Krämer’s Regie ist eine sehr unstete Angelegenheit. Die Visualisierung von Paul’s Flash am Anfang gelingt sehr gut und einfallsreich (ich fühlte mich leicht an „Go“ erinnert), doch im weiteren Verlauf gerät alles ein wenig zu konventionell. Mit ein wenig mehr Schwung in der Inszenierung würde der Mittelteil des Films vielleicht nicht ganz so durchhängen, aber so ist er nur das ziemlich öde Verbindungsglied zwischen dem gut gemachten Anfang und dem knalligen Ende.
Darstellerisch
fällt vor allem Edgar Selge auf. Als überneugieriger Nachbar
mit guten Haushaltsratschlägen aus der Bio-Ecke ist er der
heimliche Star des Films, dominiert jede seiner Szenen und ist als
einziger wirklich von Anfang bis Ende saukomisch. Bei den beiden
Hauptakteuren stört letztlich genau das, was Filmen dieser
Art immer einen schalen Beigeschmack gibt: Das fehlende Gefühlsleben.

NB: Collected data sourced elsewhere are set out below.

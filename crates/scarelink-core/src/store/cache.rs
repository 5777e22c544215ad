use std::sync::Arc;

use tokio::sync::{broadcast, watch};
use tokio_util::sync::CancellationToken;
use tracing::trace;

use crate::model::{DetectionAlert, TelemetrySnapshot};
use crate::stream::{Subscription, TelemetryStream};

const ALERT_CHANNEL_CAPACITY: usize = 64;

/// Last-known device snapshot plus the detection alert feed.
///
/// Single writer per update, any number of readers. Cheaply cloneable; all
/// clones share the same slot.
#[derive(Clone)]
pub struct TelemetryCache {
    inner: Arc<CacheInner>,
}

struct CacheInner {
    snapshot: watch::Sender<Option<Arc<TelemetrySnapshot>>>,
    alerts: broadcast::Sender<DetectionAlert>,
}

impl Default for TelemetryCache {
    fn default() -> Self {
        Self::new()
    }
}

impl TelemetryCache {
    pub fn new() -> Self {
        let (snapshot, _) = watch::channel(None);
        let (alerts, _) = broadcast::channel(ALERT_CHANNEL_CAPACITY);
        Self {
            inner: Arc::new(CacheInner { snapshot, alerts }),
        }
    }

    /// Replace the cached snapshot and notify subscribers.
    pub fn update(&self, snapshot: TelemetrySnapshot) {
        trace!(source = %snapshot.source, "telemetry snapshot replaced");
        self.inner.snapshot.send_replace(Some(Arc::new(snapshot)));
    }

    pub fn current(&self) -> Option<Arc<TelemetrySnapshot>> {
        self.inner.snapshot.borrow().clone()
    }

    /// Forget the cached snapshot. The manager calls this whenever it tears
    /// the local channel down.
    pub fn clear(&self) {
        self.inner.snapshot.send_replace(None);
    }

    pub fn subscribe(&self) -> TelemetryStream {
        TelemetryStream::new(self.inner.snapshot.subscribe())
    }

    /// Invoke `callback` with every new snapshot until the returned
    /// [`Subscription`] is dropped.
    ///
    /// Must be called from within a tokio runtime.
    pub fn on_update<F>(&self, callback: F) -> Subscription
    where
        F: Fn(Arc<TelemetrySnapshot>) + Send + Sync + 'static,
    {
        let token = CancellationToken::new();
        let cancel = token.clone();
        let mut stream = self.subscribe();

        tokio::spawn(async move {
            loop {
                tokio::select! {
                    biased;
                    () = cancel.cancelled() => break,
                    snap = stream.changed() => match snap {
                        Some(snap) => callback(snap),
                        None => break,
                    },
                }
            }
        });

        Subscription::new(token)
    }

    // ── Alerts ───────────────────────────────────────────────────────

    pub fn publish_alert(&self, alert: DetectionAlert) {
        let _ = self.inner.alerts.send(alert);
    }

    pub fn alerts(&self) -> broadcast::Receiver<DetectionAlert> {
        self.inner.alerts.subscribe()
    }
}

#[cfg(test)]
#[allow(clippy::unwrap_used)]
mod tests {
    use super::*;
    use crate::model::TelemetrySource;

    fn snapshot(soil: f64) -> TelemetrySnapshot {
        TelemetrySnapshot {
            soil_humidity: Some(soil),
            ..TelemetrySnapshot::empty(TelemetrySource::Poll)
        }
    }

    #[tokio::test]
    async fn update_replaces_whole_snapshot() {
        let cache = TelemetryCache::new();
        assert!(cache.current().is_none());

        cache.update(TelemetrySnapshot {
            motion: Some(true),
            ..snapshot(10.0)
        });
        cache.update(snapshot(20.0));

        let current = cache.current().unwrap();
        assert_eq!(current.soil_humidity, Some(20.0));
        assert_eq!(current.motion, None);
    }

    #[tokio::test]
    async fn stream_sees_updates() {
        let cache = TelemetryCache::new();
        let mut stream = cache.subscribe();

        cache.update(snapshot(33.0));
        let snap = stream.changed().await.unwrap();
        assert_eq!(snap.soil_humidity, Some(33.0));
        assert_eq!(stream.current().unwrap().soil_humidity, Some(33.0));
    }

    #[tokio::test]
    async fn dropped_subscription_stops_callbacks() {
        let cache = TelemetryCache::new();
        let (tx, mut rx) = tokio::sync::mpsc::unbounded_channel();

        let sub = cache.on_update(move |snap| {
            let _ = tx.send(snap.soil_humidity);
        });

        cache.update(snapshot(1.0));
        assert_eq!(rx.recv().await, Some(Some(1.0)));

        sub.unsubscribe();
        cache.update(snapshot(2.0));
        let next = tokio::time::timeout(std::time::Duration::from_millis(50), rx.recv()).await;
        assert!(!matches!(next, Ok(Some(_))), "callback fired after unsubscribe");
    }
}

Keine Sekunde wird getrauert, daß die geliebte Freundin so
mir nichts dir nichts das Zeitliche gesegnet hat, eiskalt und abgebrüht
denkt man nur daran, wie man selbst wieder da raus kommt. Natürlich
verlangt die Funktionsweise der Geschichte solch ein Verhalten,
nichtsdestotrotz empfinde ich es jedesmal aufs Neue als unrealistisch
und pietätlos.
„Drei Chinesen mit dem Kontrabass“ ist so ein Film, wo eigentlich nichts wirklich falsch gemacht wurde, der sein Publikum durchaus zu unterhalten weiß, der aber trotzdem nicht das Prädikat „gut“ verdient hat. Viel mehr ist es eine dieser Nummern, wo die Macher auf ein (tod-)sicheres Pferd gesetzt haben, weil man damit schwerlich auf die Schnauze fallen kann. Das ist für ordentliche Fernsehunterhaltung vielleicht das richtige Verhalten. Für einen guten Namen in der Filmbranche aber eindeutig zu wenig. Keine Props von meiner Seite, und das nächste Mal bitte ein bißchen mehr Kreativität.